La synthèse maurrassienne fera école en France et se diffusera à l'étranger. En France, elle exercera une influence majeure sur les milieux intellectuels et étudiants (facultés de droit, de médecine, etc.) des années 1910 et 1920 pour atteindre une certaine apogée en 1926, avant la condamnation pontificale. A titre d'exemple, le courant maurrassien exerce ainsi "son attraction sur les esprits les plus divers: de Bernanos à Jacques Lacan, de T.S. Eliot à Georges Dumézil, de Jacques Maritain à Jacques Laurent, de Thierry Maulnier à Gustave Thibon, jusqu’à de Gaulle"[2].

Le maurassisme a en particulier été source d'inspiration de la Révolution nationale du régime de Vichy (période 1940-1941), du régime de Salazar au Portugal ou encore du franquisme en Espagne.

Autres usages

Selon d'autres usages, le nationalisme intégral est une variante démocratique du solidarisme, comme le corporatisme. Les nationalistes intégraux pensent que la société doit disposer d'une hiérarchie sociale, mais que les différentes classes doivent collaborer entre elles.

Souvent perçu par ses adversaires comme la croyance en un conservatisme du sang et de la terre, le nationalisme intégral affirme que la meilleure institution politique possible pour une nation donnée dépend de son histoire, de sa culture et de son environnement humain. Le nationalisme intégral ne soutient l'existence d'une Église nationale (Érastianisme).
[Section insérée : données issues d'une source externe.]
//! # Phase/Exercise Gate
//!
//! Decides which phases and exercises a team may open, from the catalog and
//! the team's current submission versions.
//!
//! ## Rules
//!
//! | Rule | Effect |
//! |------|--------|
//! | First phase | always unlocked |
//! | Phase N+1 | unlocked iff phase N is unlocked and complete |
//! | Complete phase | every active exercise has an approved current version |
//! | Empty phase | complete (never blocks the next one) |
//! | `Sequential` order | exercise k+1 opens once exercise k is approved |
//!
//! The gate is a pure function: the same catalog and submissions always give
//! the same [`AccessMap`].

use crate::catalog::Catalog;
use crate::{ExerciseId, ExerciseOrder, PhaseId, Submission, SubmissionStatus};
use serde::{Deserialize, Serialize};
use std::collections::BTreeMap;

// =============================================================================
// EXERCISE STATE
// =============================================================================

/// What a team sees for one exercise.
#[derive(Debug, Clone, Copy, PartialEq, Eq, PartialOrd, Ord, Hash, Serialize, Deserialize)]
#[serde(rename_all = "snake_case")]
pub enum ExerciseState {
    /// Not reachable yet.
    Locked,
    /// Reachable, nothing saved.
    NotStarted,
    /// Current version is a draft.
    Draft,
    /// Current version is waiting for a reviewer.
    AwaitingReview,
    /// Reviewer asked for changes.
    NeedsRevision,
    /// Current version is approved.
    Approved,
}

impl ExerciseState {
    /// State of a reachable exercise given its current status.
    #[must_use]
    pub fn from_current(status: Option<SubmissionStatus>) -> Self {
        match status {
            None => ExerciseState::NotStarted,
            Some(SubmissionStatus::Draft) => ExerciseState::Draft,
            Some(SubmissionStatus::Submitted) => ExerciseState::AwaitingReview,
            Some(SubmissionStatus::RevisionRequested) => ExerciseState::NeedsRevision,
            Some(SubmissionStatus::Approved) => ExerciseState::Approved,
        }
    }

    #[must_use]
    pub fn as_str(&self) -> &'static str {
        match self {
            ExerciseState::Locked => "locked",
            ExerciseState::NotStarted => "not_started",
            ExerciseState::Draft => "draft",
            ExerciseState::AwaitingReview => "awaiting_review",
            ExerciseState::NeedsRevision => "needs_revision",
            ExerciseState::Approved => "approved",
        }
    }
}

// =============================================================================
// ACCESS MAP
// =============================================================================

/// Access to one active exercise.
#[derive(Debug, Clone, PartialEq, Eq, Serialize, Deserialize)]
pub struct ExerciseAccess {
    pub exercise: ExerciseId,
    pub number: u32,
    pub title: String,
    /// Whether the team may save work on it now.
    pub accessible: bool,
    pub state: ExerciseState,
    pub current_version: Option<u32>,
}

/// Access to one phase and its active exercises.
#[derive(Debug, Clone, PartialEq, Eq, Serialize, Deserialize)]
pub struct PhaseAccess {
    pub phase: PhaseId,
    pub number: u32,
    pub title: String,
    pub unlocked: bool,
    pub complete: bool,
    /// Active exercises only, in order.
    pub exercises: Vec<ExerciseAccess>,
}

/// Result of evaluating the gate for one team.
#[derive(Debug, Clone, PartialEq, Eq, Default, Serialize, Deserialize)]
pub struct AccessMap {
    /// Phases in program order.
    pub phases: Vec<PhaseAccess>,
}

impl AccessMap {
    #[must_use]
    pub fn phase(&self, id: PhaseId) -> Option<&PhaseAccess> {
        self.phases.iter().find(|p| p.phase == id)
    }

    /// Lookup an active exercise.
    #[must_use]
    pub fn exercise(&self, id: ExerciseId) -> Option<&ExerciseAccess> {
        self.phases
            .iter()
            .flat_map(|p| p.exercises.iter())
            .find(|e| e.exercise == id)
    }

    /// False for unknown phases.
    #[must_use]
    pub fn can_access_phase(&self, id: PhaseId) -> bool {
        self.phase(id).is_some_and(|p| p.unlocked)
    }

    /// False for unknown and inactive exercises.
    #[must_use]
    pub fn can_access_exercise(&self, id: ExerciseId) -> bool {
        self.exercise(id).is_some_and(|e| e.accessible)
    }

    #[must_use]
    pub fn exercise_state(&self, id: ExerciseId) -> Option<ExerciseState> {
        self.exercise(id).map(|e| e.state)
    }

    /// First unlocked phase that is not complete.
    ///
    /// `None` once every phase is complete.
    #[must_use]
    pub fn current_phase(&self) -> Option<PhaseId> {
        self.phases
            .iter()
            .find(|p| p.unlocked && !p.complete)
            .map(|p| p.phase)
    }
}

// =============================================================================
// GATE
// =============================================================================

/// Evaluates access for a team.
#[derive(Debug, Clone, Copy, Default)]
pub struct Gate {
    order: ExerciseOrder,
}

impl Gate {
    #[must_use]
    pub fn new(order: ExerciseOrder) -> Self {
        Self { order }
    }

    /// Compute the access map.
    ///
    /// `currents` maps each exercise to the team's current version; entries
    /// for exercises not in the catalog are ignored.
    #[must_use]
    pub fn evaluate(
        &self,
        catalog: &Catalog,
        currents: &BTreeMap<ExerciseId, Submission>,
    ) -> AccessMap {
        let mut phases = Vec::with_capacity(catalog.phases().len());
        let mut previous_open = true;

        for phase in catalog.phases() {
            let unlocked = previous_open;
            let mut exercises = Vec::new();
            let mut complete = true;
            // Sequential order: has every earlier exercise in this phase been approved?
            let mut chain_open = true;

            for exercise in catalog.active_exercises_in(phase.id) {
                let current = currents.get(&exercise.id);
                let status = current.map(|s| s.status);
                let approved = status == Some(SubmissionStatus::Approved);

                let accessible = unlocked
                    && match self.order {
                        ExerciseOrder::Open => true,
                        ExerciseOrder::Sequential => chain_open,
                    };
                let state = if approved {
                    ExerciseState::Approved
                } else if !accessible {
                    ExerciseState::Locked
                } else {
                    ExerciseState::from_current(status)
                };

                complete &= approved;
                chain_open &= approved;

                exercises.push(ExerciseAccess {
                    exercise: exercise.id,
                    number: exercise.number,
                    title: exercise.title.clone(),
                    accessible,
                    state,
                    current_version: current.map(|s| s.version),
                });
            }

            previous_open = unlocked && complete;
            phases.push(PhaseAccess {
                phase: phase.id,
                number: phase.number,
                title: phase.title.clone(),
                unlocked,
                complete,
                exercises,
            });
        }

        AccessMap { phases }
    }
}

// =============================================================================
// TESTS
// =============================================================================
Ses adversaires soutiennent aussi que le nationalisme intégral a souvent des points d'intersection avec le fascisme, surtout en Amérique latine, bien qu'il existe de nombreux points de désaccord profond entre les deux mouvements, au premier rang desquels l'insistance des nationalistes intégralistes sur le localisme, ou la décentralisation du pouvoir.

Notes et références

  1. Charles Maurras, le chaos et l'ordre, de Stéphane Giocanti, cité par Laurent Dandrieu, Valeurs actuelles, 15 septembre 2006 [1]
  2. Laurent Dandrieu, Valeurs actuelles, 15 septembre 2006 [2]

Voir aussi

Articles connexes

Bibliographie

  • Pierre Boutang, Maurras, la destinée et l'œuvre, La Différence, 1991 ;
  • François Huguenin, A l'école de l'Action française : un siècle de vie intellectuelle, Editons J.-C. Lattès, 1998, 637 p.
  • Yves Chiron, La vie de Maurras, Perrin, 1991 ;
  • Stéphane Giocanti, Maurras félibre, coll. des Amis de la Langue d'oc, 1995.
  • Michel Mourre, Charles Maurras, éd. Universitaires, 1958 ;
  • Jacques Paugam, L'Âge d'or du maurrassisme, préface de Jean-Jacques Chevallier, Paris, Denoël, 1971.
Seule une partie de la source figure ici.